Почему никто не открывает? Он дернул еще раз. Опять звякнуло, громче.
Все равно не открывают.
А ведь бумажка… Она наклеена снаружи, на обе створки. Только теперь он разглядел печать.
Значит, квартира опечатана! А опечатывают, когда… когда из нее выгоняют всех, кто там жил. Значит, не только Владика забрали. Родителей тоже. И Эльжуню. В гимназии он ее называл «хвостиком». «Пошли, хвостик». Оттого, что их родители требовали, чтобы он после уроков обязательно шел домой вместе с нею.
Квартира опечатана…
Он смотрел на эту белую полоску бумаги…
Куда их увели? Когда? Спросить бы у кого-нибудь. Он повернулся было позвонить в соседнюю дверь, но сразу спохватился, — а если откроет немец?
Он стал медленно спускаться по лестнице. Еще раз оглянулся. Бумажка все так же белеет…
Вышел на улицу.
Борис понимал, что должен идти бодро, так же, как шел сюда. Но почему-то еле плелся. Даже шаркал ногами, как отец в последнее время…
Отцу он о Владике не расскажет. Да и что рассказать?..
Винцент должен что-нибудь знать. Он опять зашагал быстрее. Не боялся бы вызвать подозрение, побежал бы. Но нельзя.
Если они уже что-то предприняли, то, конечно, вместе. И Винцент в курсе. А в бункер он успеет, комендантский час еще не скоро. В городе он начинается позже, чем в гетто. Кажется, на целый час позже.
Вдруг он вздрогнул. Немцы! Прямо на него идут два офицера. Бежать нельзя. И бояться нельзя, — страх притягивает. Надо казаться спокойным. Совершенно спокойным.
Прошли. И не посмотрели на него. Это естественно. Не могут, да еще офицеры, останавливать каждого прохожего. А он прохожий. Такой, как все.
Дом Винцента совсем недалеко. Когда-то Владик шутил: «Винцент очень удобный друг. К нему и в дождь можно не промокнув добежать».
Перед парадной Борис привычно глянул на крайнее окно — дома ли Винцент — и сразу разозлился на себя: это раньше можно было по свету в окне определить, дома ли человек. А теперь все окна одинаково черны. Затемнение.
По лестнице поднимался медленно. Не решался глянуть на дверь. Лишь когда уже подошел…
Бумажки нет! Только почтовый ящик и звонок.
Он тихонько позвонил. Еще раз, чуть дольше. К двери, кажется, кто-то подошел, но не открывает. Он опять потянул ручку звонка.
— Кто там?
Отец Винцента, старый Сонгайла.
— Откройте, пожалуйста. Я… — Но в последнее мгновенье решил своего имени вслух не называть.
— Я к Винценту.
— Его нет.
— Тоже… нет?!
За дверью тихо.
— А… где он?
— Кто спрашивает?
— Его товарищ. — Неужели старик не узнает его по голосу? — Мы вместе учились.

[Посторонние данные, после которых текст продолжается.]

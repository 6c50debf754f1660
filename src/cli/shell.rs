//! `zen shell`: an interactive session.
//!
//! The session stays in memory for the life of the shell, so undo/redo
//! work across commands. Store changes are handed to the debounced writer;
//! quitting (or end of input) flushes it.

use std::io::{IsTerminal, Write};
use std::sync::Arc;
use std::time::Duration;

use chrono::Utc;
use clap::{Parser, Subcommand};
use serde::Serialize;
use tokio::io::{AsyncBufReadExt, BufReader};
use tracing::info;

use super::{execute, Context, CoreCommand};
use crate::error::{Error, Result};
use crate::history::HistoryEntry;
use crate::output::{command_name, emit_error, emit_success, HumanOutput};
use crate::writer::Writer;

#[derive(Parser, Debug)]
#[command(name = "zen", no_binary_name = true, disable_version_flag = true)]
struct ShellLine {
    #[command(subcommand)]
    command: ShellCommand,
}

#[derive(Subcommand, Debug)]
enum ShellCommand {
    #[command(flatten)]
    Core(CoreCommand),

    /// Undo the last change
    Undo,

    /// Redo the last undone change
    Redo,

    /// Show the undo history
    History,

    /// Save and leave the shell
    #[command(alias = "exit")]
    Quit,
}

#[derive(Serialize)]
struct StepOutput {
    entry: Option<HistoryEntry>,
    can_undo: bool,
    can_redo: bool,
}

#[derive(Serialize)]
struct HistoryOutput<'a> {
    cursor: Option<usize>,
    entries: &'a [HistoryEntry],
}

/// Split a line into words. Single quotes are literal; double quotes allow
/// backslash escapes.
pub(crate) fn split_words(line: &str) -> Result<Vec<String>> {
    let mut words = Vec::new();
    let mut current = String::new();
    let mut in_word = false;
    let mut chars = line.chars();

    while let Some(ch) = chars.next() {
        match ch {
            c if c.is_whitespace() => {
                if in_word {
                    words.push(std::mem::take(&mut current));
                    in_word = false;
                }
            }
            '\'' => {
                in_word = true;
                loop {
                    match chars.next() {
                        Some('\'') => break,
                        Some(c) => current.push(c),
                        None => return Err(Error::InvalidArgument("unterminated quote".to_string())),
                    }
                }
            }
            '"' => {
                in_word = true;
                loop {
                    match chars.next() {
                        Some('"') => break,
                        Some('\\') => match chars.next() {
                            Some(c) => current.push(c),
                            None => {
                                return Err(Error::InvalidArgument("unterminated quote".to_string()))
                            }
                        },
                        Some(c) => current.push(c),
                        None => return Err(Error::InvalidArgument("unterminated quote".to_string())),
                    }
                }
            }
            '\\' => {
                in_word = true;
                if let Some(c) = chars.next() {
                    current.push(c);
                }
            }
            c => {
                in_word = true;
                current.push(c);
            }
        }
    }
    if in_word {
        words.push(current);
    }
    Ok(words)
}

pub fn run(ctx: Context) -> Result<()> {
    let runtime = tokio::runtime::Builder::new_current_thread()
        .enable_all()
        .build()?;
    runtime.block_on(run_loop(ctx))
}

fn prompt(interactive: bool) -> Result<()> {
    if interactive {
        let mut stdout = std::io::stdout();
        write!(stdout, "zen> ")?;
        stdout.flush()?;
    }
    Ok(())
}

async fn run_loop(mut ctx: Context) -> Result<()> {
    let interactive = std::io::stdin().is_terminal();
    let gateway = Arc::new(ctx.storage.gateway());
    let writer = Writer::spawn(
        gateway,
        Duration::from_millis(ctx.config.storage.debounce_ms),
    );
    let mut lines = BufReader::new(tokio::io::stdin()).lines();

    prompt(interactive)?;
    while let Some(line) = lines.next_line().await? {
        let words = match split_words(&line) {
            Ok(words) => words,
            Err(err) => {
                emit_error("shell", &err, ctx.output.json)?;
                prompt(interactive)?;
                continue;
            }
        };
        if words.is_empty() {
            prompt(interactive)?;
            continue;
        }

        let command = command_name(&words);
        let now = Utc::now();
        let result = match ShellLine::try_parse_from(&words) {
            Ok(parsed) => match parsed.command {
                ShellCommand::Quit => break,
                ShellCommand::Undo => step(&mut ctx, true),
                ShellCommand::Redo => step(&mut ctx, false),
                ShellCommand::History => show_history(&ctx),
                ShellCommand::Core(core) => execute(&mut ctx, core, now),
            },
            Err(err) => {
                // Help and usage errors print themselves.
                let _ = err.print();
                Ok(())
            }
        };
        if let Err(err) = result {
            emit_error(&command, &err, ctx.output.json)?;
        }
        ctx.refresh_achievements(now);

        if ctx.session.is_dirty() {
            writer.save(ctx.session.projects().to_vec());
            ctx.session.mark_clean();
        }
        prompt(interactive)?;
    }

    writer.flush().await;
    let stats = writer.shutdown().await;
    info!(writes = stats.writes, failures = stats.failures, "shell closed");
    Ok(())
}

fn step(ctx: &mut Context, undo: bool) -> Result<()> {
    let (command, entry) = if undo {
        ("undo", ctx.session.undo())
    } else {
        ("redo", ctx.session.redo())
    };

    let human = match &entry {
        Some(entry) => HumanOutput::new(format!(
            "{}: {}",
            if undo { "Undid" } else { "Redid" },
            entry.description
        )),
        None => HumanOutput::new(if undo { "Nothing to undo" } else { "Nothing to redo" }),
    };
    let output = StepOutput {
        entry,
        can_undo: ctx.session.can_undo(),
        can_redo: ctx.session.can_redo(),
    };
    emit_success(ctx.output, command, &output, Some(&human))
}

fn show_history(ctx: &Context) -> Result<()> {
    let entries = ctx.session.history();
    let cursor = ctx.session.cursor();

    let mut human = HumanOutput::new("History");
    human.push_summary("entries", entries.len().to_string());
    for (index, entry) in entries.iter().enumerate() {
        let marker = if Some(index) == cursor { ">" } else { " " };
        let applied = cursor.is_some_and(|c| index <= c);
        human.push_detail(format!(
            "{marker} {} [{}] {}{}",
            index,
            entry.timestamp.format("%H:%M:%S"),
            entry.description,
            if applied { "" } else { " (undone)" }
        ));
    }
    emit_success(
        ctx.output,
        "history",
        &HistoryOutput { cursor, entries },
        Some(&human),
    )
}

#[cfg(test)]
mod tests {
    use super::*;

    #[test]
    fn words_split_on_whitespace_and_respect_quotes() {
        let words = split_words(r#"task add "Write the brief" -p 'Acme Corp'"#).unwrap();
        assert_eq!(words, vec!["task", "add", "Write the brief", "-p", "Acme Corp"]);
        assert_eq!(split_words(r#"note add x "say \"hi\"""#).unwrap()[3], r#"say "hi""#);
        assert!(split_words("   ").unwrap().is_empty());
        assert!(split_words("task add \"open").is_err());
    }

    #[test]
    fn shell_lines_parse_history_commands() {
        let parsed = ShellLine::try_parse_from(["undo"]).unwrap();
        assert!(matches!(parsed.command, ShellCommand::Undo));
        let parsed = ShellLine::try_parse_from(["exit"]).unwrap();
        assert!(matches!(parsed.command, ShellCommand::Quit));
        let parsed = ShellLine::try_parse_from(["task", "done", "17"]).unwrap();
        assert!(matches!(parsed.command, ShellCommand::Core(CoreCommand::Task(_))));
    }
}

Наконец защелкал засов. Еще один. Еще.
— Добрый вечер.
В передней светло. Вешалка та же. И оленьи рога. И подставка для зонтов. Только старый Сонгайла какой-то другой. Растерянный.
— У нас теперь условный знак. И когда звонят иначе, — пугаемся, что чужие. — Он стал задвигать засовы. Верхний. Средний. Нижний. А раньше был всего один.
— Извините, я не знал. Винцента действительно нет?
Но старик будто не расслышал. И, кажется, недоволен его приходом.
— Вы не беспокойтесь, никто не видел, как я сюда шел.